A wide range of sociodemographic, lifestyle and familial factors and chronic diseases were considered as potential confounders. Information on sex, ethnicity, educational attainment, smoking status, alcohol intake frequency and family history of dementia was collected from a touchscreen questionnaire. The Townsend deprivation score was used to measure socioeconomic status and was assigned to participants based on their residential postcode at recruitment.21 Body mass index (BMI) was calculated as weight (in kilograms) divided by height (in metres) squared. Hypertension was defined as systolic blood pressure (BP) ≥140 or diastolic BP ≥90 mm Hg or regular use of antihypertensive medication. Hypercholesterolaemia was defined as total cholesterol ≥6.2 mmol/L or regular use of lipid-lowering medication. Hyperglycaemia was defined as fasting blood glucose ≥7.0 mmol/L or regular use of antidiabetic medications. UK Biobank genotyping was conducted by Affymetrix using a bespoke BiLEVE Axiom array and the Affymetrix UK Biobank Axiom array. The apolipoprotein E (APOE) genotype was directly genotyped. Further information on covariates can be found (https://biobank.ctsu.ox.ac.uk/crystal/docs/genotyping_sample_workflow.pdf). The APOE ε4 carrier status was defined as carriers versus non-carriers of the ε4 allele.
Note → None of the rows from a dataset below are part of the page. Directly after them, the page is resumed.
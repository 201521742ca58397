use clap::{Args, Parser, Subcommand};
use clap_complete::Shell;

#[derive(Parser)]
#[command(name = "pgconverge")]
#[command(author = "Alberto Cavalcante")]
#[command(version)]
#[command(about = "Converge PostgreSQL databases, roles and grants through an RDS Data API endpoint", long_about = None)]
#[command(propagate_version = true)]
pub struct Cli {
    /// Verbosity level
    #[arg(short, long, action = clap::ArgAction::Count, global = true)]
    pub verbose: u8,

    /// Suppress non-essential output
    #[arg(short, long, global = true)]
    pub quiet: bool,

    /// Manifest path (default: ./pgconverge.toml, then the config directory)
    #[arg(short, long, global = true)]
    pub manifest: Option<String>,

    /// State file path (default: pgconverge.state.toml next to the manifest)
    #[arg(long, global = true)]
    pub state: Option<String>,

    /// Data API endpoint, overriding the manifest
    #[arg(long, env = "PGCONVERGE_ENDPOINT", global = true)]
    pub endpoint: Option<String>,

    #[command(subcommand)]
    pub command: Command,
}

#[derive(Subcommand)]
pub enum Command {
    /// Preview what apply would change
    #[command(alias = "diff")]
    Plan(TargetArgs),

    /// Make the remote catalogs match the manifest
    Apply(ApplyArgs),

    /// Remove every object recorded in the state file
    Destroy(DestroyArgs),

    /// Show each managed object and whether it matches the manifest
    Status(TargetArgs),

    /// Adopt an existing object into the state file
    Import {
        /// Manifest address of the object (e.g. role.app)
        address: String,
    },

    /// Compare two JSON documents for semantic equivalence
    Equivalent(EquivalentArgs),

    /// Generate shell completions
    Completions {
        /// Shell to generate completions for
        #[arg(value_enum)]
        shell: Shell,
    },
}

#[derive(Args)]
pub struct TargetArgs {
    /// Limit to a kind or one object (e.g. roles, role.app)
    pub target: Option<String>,
}

#[derive(Args)]
pub struct ApplyArgs {
    /// Limit to a kind or one object (e.g. roles, role.app)
    pub target: Option<String>,

    /// Show what would be done without doing it
    #[arg(short, long)]
    pub dry_run: bool,

    /// Skip the confirmation prompt
    #[arg(short, long)]
    pub yes: bool,

    /// Objects applied concurrently within a stage
    #[arg(short, long, default_value = "4")]
    pub jobs: usize,

    /// Keep applying later stages after a failure
    #[arg(long)]
    pub keep_going: bool,
}

#[derive(Args)]
pub struct DestroyArgs {
    /// Limit to a kind or one object (e.g. grants, grant.app_tables)
    pub target: Option<String>,

    /// Skip the confirmation prompt
    #[arg(short, long)]
    pub yes: bool,

    /// Show what would be removed without removing it
    #[arg(short, long)]
    pub dry_run: bool,
}

#[derive(Args)]
pub struct EquivalentArgs {
    /// Desired document (file path, or - for stdin)
    pub desired: String,

    /// Remote document (file path)
    pub remote: String,

    /// Properties whose arrays compare as multisets
    #[arg(short, long, default_value = "environment")]
    pub unordered: Vec<String>,
}

#[cfg(test)]
mod tests {
    use super::*;
    use clap::CommandFactory;

    #[test]
    fn test_cli_definition_is_valid() {
        Cli::command().debug_assert();
    }

    #[test]
    fn test_diff_is_plan_alias() {
        let cli = Cli::try_parse_from(["pgconverge", "diff", "roles"]).unwrap();
        match cli.command {
            Command::Plan(args) => assert_eq!(args.target.as_deref(), Some("roles")),
            _ => panic!("expected plan"),
        }
    }

    #[test]
    fn test_apply_flags() {
        let cli = Cli::try_parse_from([
            "pgconverge",
            "--manifest",
            "db.toml",
            "apply",
            "-y",
            "-j",
            "2",
            "--keep-going",
            "role.app",
        ])
        .unwrap();
        assert_eq!(cli.manifest.as_deref(), Some("db.toml"));
        match cli.command {
            Command::Apply(args) => {
                assert!(args.yes);
                assert!(args.keep_going);
                assert!(!args.dry_run);
                assert_eq!(args.jobs, 2);
                assert_eq!(args.target.as_deref(), Some("role.app"));
            }
            _ => panic!("expected apply"),
        }
    }

    #[test]
    fn test_equivalent_default_unordered() {
        let cli = Cli::try_parse_from(["pgconverge", "equivalent", "a.json", "b.json"]).unwrap();
        match cli.command {
            Command::Equivalent(args) => assert_eq!(args.unordered, ["environment"]),
            _ => panic!("expected equivalent"),
        }
    }
}
//! Resource trait for declarative state management
//!
//! A Resource represents something that can be in a certain state,
//! and can be changed to reach a desired state.

use crate::context::ApplyContext;
use crate::types::{ApplyResult, ResourceState};
use anyhow::Result;
use std::fmt;

/// Core trait for declarative resources
///
/// Every resource in the system implements this trait, which provides:
/// - Identity (id, description, type)
/// - State detection (current vs desired)
/// - State convergence (apply)
///
/// # Example
///
/// ```ignore
/// use declarative::{Resource, ResourceState, ApplyResult, ApplyContext};
///
/// #[derive(Debug)]
/// struct Extension {
///     name: String,
///     installed: bool,
/// }
///
/// impl Resource for Extension {
///     fn id(&self) -> String {
///         format!("extension.{}", self.name)
///     }
///
///     fn description(&self) -> String {
///         format!("Ensure extension {} is installed", self.name)
///     }
///
///     fn resource_type(&self) -> &'static str {
///         "extension"
///     }
///
///     fn current_state(&self) -> Result<ResourceState> {
///         if self.installed {
///             Ok(ResourceState::Present { details: None })
///         } else {
///             Ok(ResourceState::Absent)
///         }
///     }
///
///     fn desired_state(&self) -> ResourceState {
///         ResourceState::Present { details: None }
///     }
///
///     fn apply(&self, ctx: &mut ApplyContext) -> Result<ApplyResult> {
///         if ctx.dry_run {
///             return Ok(ApplyResult::Skipped { reason: "Dry run".into() });
///         }
///         // CREATE EXTENSION ...
///         Ok(ApplyResult::Created)
///     }
/// }
/// ```
pub trait Resource: Send + Sync + fmt::Debug {
    /// Unique identifier for this resource
    ///
    /// This should be stable and uniquely identify the resource
    /// across the whole plan. Examples:
    /// - "database.app"
    /// - "role.reporting"
    /// - "grant.app_read"
    fn id(&self) -> String;

    /// Human-readable description of what this resource does
    fn description(&self) -> String;

    /// Resource type category
    ///
    /// Used for grouping and filtering. Examples:
    /// - "postgres_database"
    /// - "postgres_role"
    /// - "postgres_grant"
    fn resource_type(&self) -> &'static str;

    /// Detect the current state of this resource
    fn current_state(&self) -> Result<ResourceState>;

    /// Get the desired state for this resource
    fn desired_state(&self) -> ResourceState;

    /// Check if the resource needs changes to reach desired state
    ///
    /// Default implementation compares current and desired states.
    fn needs_apply(&self) -> Result<bool> {
        let current = self.current_state()?;
        let desired = self.desired_state();
        Ok(current != desired)
    }

    /// Apply changes to reach the desired state
    ///
    /// This method should:
    /// 1. Check if already in desired state (return NoChange)
    /// 2. Respect ctx.dry_run (return Skipped if true)
    /// 3. Make the necessary changes
    /// 4. Return the appropriate ApplyResult
    fn apply(&self, ctx: &mut ApplyContext) -> Result<ApplyResult>;

    /// Whether this resource can be applied in parallel with others
    /// in the same stage
    fn can_parallelize(&self) -> bool {
        true
    }
}

/// A boxed resource for type-erased storage
pub type BoxedResource = Box<dyn Resource>;
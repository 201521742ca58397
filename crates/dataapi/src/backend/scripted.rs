//! Scripted in-memory backend for tests.
//!
//! Records every statement it receives and answers from a script of
//! substring-matched responses and failures. Nothing is parsed: a statement
//! matching no response returns zero rows, which is also what DDL returns.

use crate::backend::StatementExecutor;
use crate::error::{Error, Result};
use crate::types::{Handles, Row, Statement, StatementResult};
use std::sync::{Arc, Mutex, MutexGuard};

#[derive(Debug, Clone)]
struct Response {
    pattern: String,
    rows: Vec<Row>,
}

#[derive(Debug, Clone)]
struct Failure {
    pattern: String,
    /// Matching executions to let through before failing.
    skip: usize,
    message: String,
    network: bool,
}

#[derive(Debug, Default)]
struct Script {
    responses: Vec<Response>,
    failures: Vec<Failure>,
    calls: Vec<(Handles, Statement)>,
}

/// Backend that records statements and replays scripted answers.
///
/// Cloning shares the script and the call log, so a test can keep one
/// handle for assertions while the code under test owns another.
#[derive(Debug, Clone, Default)]
pub struct ScriptedExecutor {
    script: Arc<Mutex<Script>>,
}

impl ScriptedExecutor {
    /// Create an executor that returns zero rows for everything.
    #[must_use]
    pub fn new() -> Self {
        Self::default()
    }

    /// Answer statements containing `pattern` with `rows`.
    ///
    /// The first registered matching response wins.
    pub fn respond(&self, pattern: impl Into<String>, rows: Vec<Row>) {
        self.lock().responses.push(Response {
            pattern: pattern.into(),
            rows,
        });
    }

    /// Reject every statement containing `pattern`.
    pub fn fail(&self, pattern: impl Into<String>, message: impl Into<String>) {
        self.fail_after(pattern, 0, message);
    }

    /// Let `skip` statements containing `pattern` through, then reject the rest.
    pub fn fail_after(&self, pattern: impl Into<String>, skip: usize, message: impl Into<String>) {
        self.lock().failures.push(Failure {
            pattern: pattern.into(),
            skip,
            message: message.into(),
            network: false,
        });
    }

    /// Fail every statement containing `pattern` as if the endpoint were down.
    pub fn disconnect(&self, pattern: impl Into<String>) {
        self.lock().failures.push(Failure {
            pattern: pattern.into(),
            skip: 0,
            message: "connection refused".to_string(),
            network: true,
        });
    }

    /// SQL text of every statement executed so far, in order.
    #[must_use]
    pub fn executed(&self) -> Vec<String> {
        self.lock().calls.iter().map(|(_, s)| s.sql.clone()).collect()
    }

    /// Every call so far with the handles it was made with.
    #[must_use]
    pub fn calls(&self) -> Vec<(Handles, Statement)> {
        self.lock().calls.clone()
    }

    /// Forget recorded calls, keeping the script.
    pub fn clear_calls(&self) {
        self.lock().calls.clear();
    }

    fn lock(&self) -> MutexGuard<'_, Script> {
        match self.script.lock() {
            Ok(guard) => guard,
            Err(poisoned) => poisoned.into_inner(),
        }
    }
}

impl StatementExecutor for ScriptedExecutor {
    fn execute(&self, handles: &Handles, statement: &Statement) -> Result<StatementResult> {
        let mut script = self.lock();
        script.calls.push((handles.clone(), statement.clone()));

        for failure in &mut script.failures {
            if !statement.sql.contains(&failure.pattern) {
                continue;
            }
            if failure.skip > 0 {
                failure.skip -= 1;
                continue;
            }
            return Err(if failure.network {
                Error::http(failure.message.clone(), None)
            } else {
                Error::rejected(failure.message.clone())
            });
        }

        let rows = script
            .responses
            .iter()
            .find(|r| statement.sql.contains(&r.pattern))
            .map(|r| r.rows.clone())
            .unwrap_or_default();

        Ok(StatementResult::new(rows))
    }
}
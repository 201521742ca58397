//! Adopt objects that already exist remotely

use anyhow::{Result, bail};
use std::collections::BTreeMap;

use super::Project;
use crate::Context;
use crate::resource::{Instance, ReadOutcome, Reconciler, ResourceKind};
use crate::state::Ledger;
use crate::ui;

pub fn run(ctx: &Context, address: &str) -> Result<()> {
    let project = Project::load(ctx)?;
    let id = import(&project, address)?;
    ui::success(&format!("Imported {address} ({id})"));
    Ok(())
}

/// Read the object declared at `address` and start tracking it
fn import(project: &Project, address: &str) -> Result<String> {
    let Some((kind, _)) = ResourceKind::parse_address(address) else {
        bail!("Invalid address {address:?}, expected database.<key>, role.<key> or grant.<key>");
    };
    if project.ledger.snapshot().get(address).is_some() {
        bail!("{address} is already managed");
    }

    let desired = &project.desired;
    let reconcilers = &project.reconcilers;
    let id = match kind {
        ResourceKind::Database => {
            adopt(reconcilers.databases.as_ref(), &desired.databases, address, &project.ledger)?
        }
        ResourceKind::Role => {
            adopt(reconcilers.roles.as_ref(), &desired.roles, address, &project.ledger)?
        }
        ResourceKind::Grant => {
            adopt(reconcilers.grants.as_ref(), &desired.grants, address, &project.ledger)?
        }
    };

    project.ledger.save()?;
    Ok(id)
}

fn adopt<R: Reconciler>(
    reconciler: &R,
    desired: &BTreeMap<String, R::Config>,
    address: &str,
    ledger: &Ledger,
) -> Result<String> {
    let Some(config) = desired.get(address) else {
        bail!("{address} is not declared in the manifest");
    };

    if !reconciler.exists(config)? {
        bail!("{} {} does not exist", R::KIND, R::identity(config));
    }

    let mut instance = Instance::new(config.clone());
    match reconciler.read(&mut instance)? {
        ReadOutcome::Found => {}
        ReadOutcome::NotFound => bail!("{} {} disappeared while importing", R::KIND, R::identity(config)),
        ReadOutcome::Ambiguous { rows } => {
            bail!("{} {} matched {rows} objects", R::KIND, R::identity(config))
        }
    }

    let Some(id) = instance.id.clone() else {
        bail!("{} {} has no identity after refresh", R::KIND, R::identity(config));
    };
    ledger.record(address, R::KIND, &id, &instance.config)?;
    Ok(id)
}
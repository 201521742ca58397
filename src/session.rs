//! Shared services handed to every reconciler: the statement executor and
//! the keyed-lock registry.

use crate::error::{ReconcileError, Result};
use dataapi::{Handles, Statement, StatementExecutor, StatementResult};
use declarative::KeyedLocks;
use log::debug;
use std::fmt;
use std::sync::Arc;

#[derive(Clone)]
pub struct Session {
    executor: Arc<dyn StatementExecutor>,
    locks: Arc<KeyedLocks>,
}

impl Session {
    pub fn new(executor: Arc<dyn StatementExecutor>, locks: Arc<KeyedLocks>) -> Self {
        Self { executor, locks }
    }

    pub fn locks(&self) -> &KeyedLocks {
        &self.locks
    }

    /// Execute one statement, attaching the statement text to any failure
    pub fn run(&self, handles: &Handles, statement: &Statement) -> Result<StatementResult> {
        match &handles.database {
            Some(db) => debug!("[{db}] {statement}"),
            None => debug!("{statement}"),
        }
        self.executor
            .execute(handles, statement)
            .map_err(|source| ReconcileError::Connectivity {
                statement: statement.to_string(),
                source,
            })
    }

    /// Execute an ordered list of statements, stopping at the first failure
    ///
    /// A failure after at least one success is reported as a partial apply.
    pub fn run_all(&self, handles: &Handles, statements: &[Statement]) -> Result<()> {
        for (completed, statement) in statements.iter().enumerate() {
            self.run(handles, statement)
                .map_err(|e| e.after(completed))?;
        }
        Ok(())
    }
}

impl fmt::Debug for Session {
    fn fmt(&self, f: &mut fmt::Formatter<'_>) -> fmt::Result {
        f.debug_struct("Session")
            .field("held_locks", &self.locks.held_count())
            .finish_non_exhaustive()
    }
}

#[cfg(test)]
pub(crate) mod testing {
    use super::*;
    use dataapi::ScriptedExecutor;

    pub fn session() -> (Session, ScriptedExecutor) {
        let executor = ScriptedExecutor::new();
        let session = Session::new(Arc::new(executor.clone()), Arc::new(KeyedLocks::new()));
        (session, executor)
    }

    pub fn handles() -> Handles {
        Handles::new("arn:aws:rds:us-east-1:1:cluster:main", "arn:aws:secretsmanager:us-east-1:1:secret:admin")
    }
}
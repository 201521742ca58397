//! Statement execution backends.
//!
//! This module provides the [`StatementExecutor`] trait, the single seam
//! between reconciliation logic and the remote cluster. The production
//! implementation is [`http::HttpExecutor`]; [`scripted::ScriptedExecutor`]
//! stands in for it in tests.
//!
//! # Testing
//!
//! ```
//! use dataapi::{Cell, Handles, ScriptedExecutor, Statement, StatementExecutor};
//!
//! let executor = ScriptedExecutor::new();
//! executor.respond("FROM pg_roles", vec![vec![Cell::from("app")]]);
//!
//! let handles = Handles::new("arn:cluster", "arn:secret");
//! let result = executor
//!     .execute(&handles, &Statement::new("SELECT rolname FROM pg_roles"))
//!     .unwrap();
//! assert_eq!(result.len(), 1);
//! assert_eq!(executor.executed(), vec!["SELECT rolname FROM pg_roles"]);
//! ```

pub mod http;
pub mod scripted;

use crate::error::Result;
use crate::types::{Handles, Statement, StatementResult};

/// Executes exactly one statement per call against the remote cluster.
///
/// Implementations must not retry, batch, or wrap statements in a
/// transaction, and must not rewrite the SQL text: quoting is the caller's
/// job. A failure is returned as-is.
pub trait StatementExecutor: Send + Sync {
    /// Execute a statement and return its rows.
    fn execute(&self, handles: &Handles, statement: &Statement) -> Result<StatementResult>;
}

impl<T: StatementExecutor + ?Sized> StatementExecutor for std::sync::Arc<T> {
    fn execute(&self, handles: &Handles, statement: &Statement) -> Result<StatementResult> {
        (**self).execute(handles, statement)
    }
}

impl<T: StatementExecutor + ?Sized> StatementExecutor for &T {
    fn execute(&self, handles: &Handles, statement: &Statement) -> Result<StatementResult> {
        (**self).execute(handles, statement)
    }
}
Depressive symptoms were assessed with the validated 2-item Patients Health Questionnaire (PHQ-2),22 and widely adjusted dementia-related comorbidities (self-reported type 2 diabetes and cardiovascular disease (CVD)) were additionally considered as potential confounders.
The baseline characteristics of the LTL tertile were summarised using descriptive statistics. The mean and standard deviation (SD) of the continuous variables, and the number and proportion of each categorical variable were calculated. The χ2 test was used to compare categorical variables of the LTL tertile baseline characteristics, while the one-way analysis of variance test was applied to compare continuous variables.
Cox proportional hazard models with age as a timescale were used to estimate hazard ratios (HRs) and 95% confidence intervals (CIs) for the associations of LTL with the risk of incident dementia, AD and VD. The proportional hazard assumption was checked by tests based on Schoenfeld residuals, and the results indicated that the assumptions had not been violated. Restricted cubic spline models with five knots were used to investigate the shape of associations between LTL and dementia. Effect modification analyses were conducted to assess whether the association between LTL and dementia differed by familial factors, including APOE genotype and family history of dementia. Missing information on covariates was coded as a missing category for categorical variables, and with mean values for continuous variables, the missing percentage was very low (less than 1%).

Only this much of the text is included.